EXERCISE AIM: Copy out the records that appear below, exactly as each one reads.

SOURCE MATERIAL:
+-------+

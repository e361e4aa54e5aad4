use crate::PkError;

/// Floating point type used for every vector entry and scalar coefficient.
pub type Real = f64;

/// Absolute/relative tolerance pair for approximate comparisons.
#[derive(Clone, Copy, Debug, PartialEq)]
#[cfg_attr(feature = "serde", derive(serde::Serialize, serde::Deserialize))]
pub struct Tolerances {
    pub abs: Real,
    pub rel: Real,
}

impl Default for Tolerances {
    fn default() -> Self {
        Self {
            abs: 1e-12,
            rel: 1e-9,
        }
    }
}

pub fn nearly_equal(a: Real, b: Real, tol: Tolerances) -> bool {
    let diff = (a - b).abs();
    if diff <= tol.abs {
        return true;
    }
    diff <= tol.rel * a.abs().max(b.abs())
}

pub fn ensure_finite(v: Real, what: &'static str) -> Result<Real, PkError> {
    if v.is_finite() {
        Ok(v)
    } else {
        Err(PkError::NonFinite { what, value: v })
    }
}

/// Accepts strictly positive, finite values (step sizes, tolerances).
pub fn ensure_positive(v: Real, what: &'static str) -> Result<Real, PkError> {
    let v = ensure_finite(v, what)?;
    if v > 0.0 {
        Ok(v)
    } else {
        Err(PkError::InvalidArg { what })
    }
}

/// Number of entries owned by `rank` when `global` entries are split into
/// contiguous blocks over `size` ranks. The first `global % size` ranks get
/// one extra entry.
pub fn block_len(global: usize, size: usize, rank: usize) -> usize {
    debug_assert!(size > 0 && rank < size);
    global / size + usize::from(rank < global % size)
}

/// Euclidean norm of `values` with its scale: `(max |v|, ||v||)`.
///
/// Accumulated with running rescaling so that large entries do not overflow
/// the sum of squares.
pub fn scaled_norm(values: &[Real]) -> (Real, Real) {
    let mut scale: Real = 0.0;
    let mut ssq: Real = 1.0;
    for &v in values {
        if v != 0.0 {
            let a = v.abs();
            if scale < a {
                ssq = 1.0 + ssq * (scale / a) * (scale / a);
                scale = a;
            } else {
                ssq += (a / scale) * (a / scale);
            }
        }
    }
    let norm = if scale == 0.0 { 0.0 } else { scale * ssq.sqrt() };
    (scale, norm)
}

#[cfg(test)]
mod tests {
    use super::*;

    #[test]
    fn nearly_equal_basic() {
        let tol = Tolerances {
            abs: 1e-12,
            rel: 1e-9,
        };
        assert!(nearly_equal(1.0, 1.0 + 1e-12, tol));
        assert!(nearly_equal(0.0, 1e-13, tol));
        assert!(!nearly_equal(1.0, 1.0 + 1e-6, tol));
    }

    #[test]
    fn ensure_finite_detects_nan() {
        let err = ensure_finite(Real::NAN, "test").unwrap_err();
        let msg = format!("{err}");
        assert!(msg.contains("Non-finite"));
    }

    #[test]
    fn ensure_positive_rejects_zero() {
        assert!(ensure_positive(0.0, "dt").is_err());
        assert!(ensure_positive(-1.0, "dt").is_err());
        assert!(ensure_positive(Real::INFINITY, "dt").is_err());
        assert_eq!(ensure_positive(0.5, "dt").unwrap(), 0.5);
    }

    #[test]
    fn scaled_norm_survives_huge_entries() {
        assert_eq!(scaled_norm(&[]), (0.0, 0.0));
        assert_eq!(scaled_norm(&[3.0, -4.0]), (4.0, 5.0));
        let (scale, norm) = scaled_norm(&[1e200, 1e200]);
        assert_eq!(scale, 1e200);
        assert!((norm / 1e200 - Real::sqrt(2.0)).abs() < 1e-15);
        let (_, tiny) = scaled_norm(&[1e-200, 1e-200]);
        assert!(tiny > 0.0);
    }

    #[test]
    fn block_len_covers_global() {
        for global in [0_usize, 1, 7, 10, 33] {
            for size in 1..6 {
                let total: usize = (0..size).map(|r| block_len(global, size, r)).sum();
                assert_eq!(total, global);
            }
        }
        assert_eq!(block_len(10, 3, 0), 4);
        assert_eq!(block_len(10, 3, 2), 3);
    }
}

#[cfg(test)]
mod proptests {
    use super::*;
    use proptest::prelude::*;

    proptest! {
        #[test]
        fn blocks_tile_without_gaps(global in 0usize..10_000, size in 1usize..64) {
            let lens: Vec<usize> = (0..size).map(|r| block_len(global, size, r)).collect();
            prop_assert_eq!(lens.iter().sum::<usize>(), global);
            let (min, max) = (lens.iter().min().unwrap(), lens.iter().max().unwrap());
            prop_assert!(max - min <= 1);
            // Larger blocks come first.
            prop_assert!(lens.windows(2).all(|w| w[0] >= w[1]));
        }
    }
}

+-------+

WRITTEN ANSWER:
repository e361e4aa54e5aad4
use crate::PkError;

/// Floating point type used for every vector entry and scalar coefficient.
pub type Real = f64;

/// Absolute/relative tolerance pair for approximate comparisons.
#[derive(Clone, Copy, Debug, PartialEq)]
#[cfg_attr(feature = "serde", derive(serde::Serialize, serde::Deserialize))]
pub struct Tolerances {
    pub abs: Real,
    pub rel: Real,
}

impl Default for Tolerances {
    fn default() -> Self {
        Self {
            abs: 1e-12,
            rel: 1e-9,
        }
    }
}

pub fn nearly_equal(a: Real, b: Real, tol: Tolerances) -> bool {
    let diff = (a - b).abs();
    if diff <= tol.abs {
        return true;
    }
    diff <= tol.rel * a.abs().max(b.abs())
}

pub fn ensure_finite(v: Real, what: &'static str) -> Result<Real, PkError> {
    if v.is_finite() {
        Ok(v)
    } else {
        Err(PkError::NonFinite { what, value: v })
    }
}

/// Accepts strictly positive, finite values (step sizes, tolerances).
pub fn ensure_positive(v: Real, what: &'static str) -> Result<Real, PkError> {
    let v = ensure_finite(v, what)?;
    if v > 0.0 {
        Ok(v)
    } else {
        Err(PkError::InvalidArg { what })
    }
}

/// Number of entries owned by `rank` when `global` entries are split into
/// contiguous blocks over `size` ranks. The first `global % size` ranks get
/// one extra entry.
pub fn block_len(global: usize, size: usize, rank: usize) -> usize {
    debug_assert!(size > 0 && rank < size);
    global / size + usize::from(rank < global % size)
}

/// Euclidean norm of `values` with its scale: `(max |v|, ||v||)`.
///
/// Accumulated with running rescaling so that large entries do not overflow
/// the sum of squares.
pub fn scaled_norm(values: &[Real]) -> (Real, Real) {
    let mut scale: Real = 0.0;
    let mut ssq: Real = 1.0;
    for &v in values {
        if v != 0.0 {
            let a = v.abs();
            if scale < a {
                ssq = 1.0 + ssq * (scale / a) * (scale / a);
                scale = a;
            } else {
                ssq += (a / scale) * (a / scale);
            }
        }
    }
    let norm = if scale == 0.0 { 0.0 } else { scale * ssq.sqrt() };
    (scale, norm)
}

#[cfg(test)]
mod tests {
    use super::*;

    #[test]
    fn nearly_equal_basic() {
        let tol = Tolerances {
            abs: 1e-12,
            rel: 1e-9,
        };
        assert!(nearly_equal(1.0, 1.0 + 1e-12, tol));
        assert!(nearly_equal(0.0, 1e-13, tol));
        assert!(!nearly_equal(1.0, 1.0 + 1e-6, tol));
    }

    #[test]
    fn ensure_finite_detects_nan() {
        let err = ensure_finite(Real::NAN, "test").unwrap_err();
        let msg = format!("{err}");
        assert!(msg.contains("Non-finite"));
    }

    #[test]
    fn ensure_positive_rejects_zero() {
        assert!(ensure_positive(0.0, "dt").is_err());
        assert!(ensure_positive(-1.0, "dt").is_err());
        assert!(ensure_positive(Real::INFINITY, "dt").is_err());
        assert_eq!(ensure_positive(0.5, "dt").unwrap(), 0.5);
    }

    #[test]
    fn scaled_norm_survives_huge_entries() {
        assert_eq!(scaled_norm(&[]), (0.0, 0.0));
        assert_eq!(scaled_norm(&[3.0, -4.0]), (4.0, 5.0));
        let (scale, norm) = scaled_norm(&[1e200, 1e200]);
        assert_eq!(scale, 1e200);
        assert!((norm / 1e200 - Real::sqrt(2.0)).abs() < 1e-15);
        let (_, tiny) = scaled_norm(&[1e-200, 1e-200]);
        assert!(tiny > 0.0);
    }

    #[test]
    fn block_len_covers_global() {
        for global in [0_usize, 1, 7, 10, 33] {
            for size in 1..6 {
                let total: usize = (0..size).map(|r| block_len(global, size, r)).sum();
                assert_eq!(total, global);
            }
        }
        assert_eq!(block_len(10, 3, 0), 4);
        assert_eq!(block_len(10, 3, 2), 3);
    }
}

#[cfg(test)]
mod proptests {
    use super::*;
    use proptest::prelude::*;

    proptest! {
        #[test]
        fn blocks_tile_without_gaps(global in 0usize..10_000, size in 1usize..64) {
            let lens: Vec<usize> = (0..size).map(|r| block_len(global, size, r)).collect();
            prop_assert_eq!(lens.iter().sum::<usize>(), global);
            let (min, max) = (lens.iter().min().unwrap(), lens.iter().max().unwrap());
            prop_assert!(max - min <= 1);
            // Larger blocks come first.
            prop_assert!(lens.windows(2).all(|w| w[0] >= w[1]));
        }
    }
}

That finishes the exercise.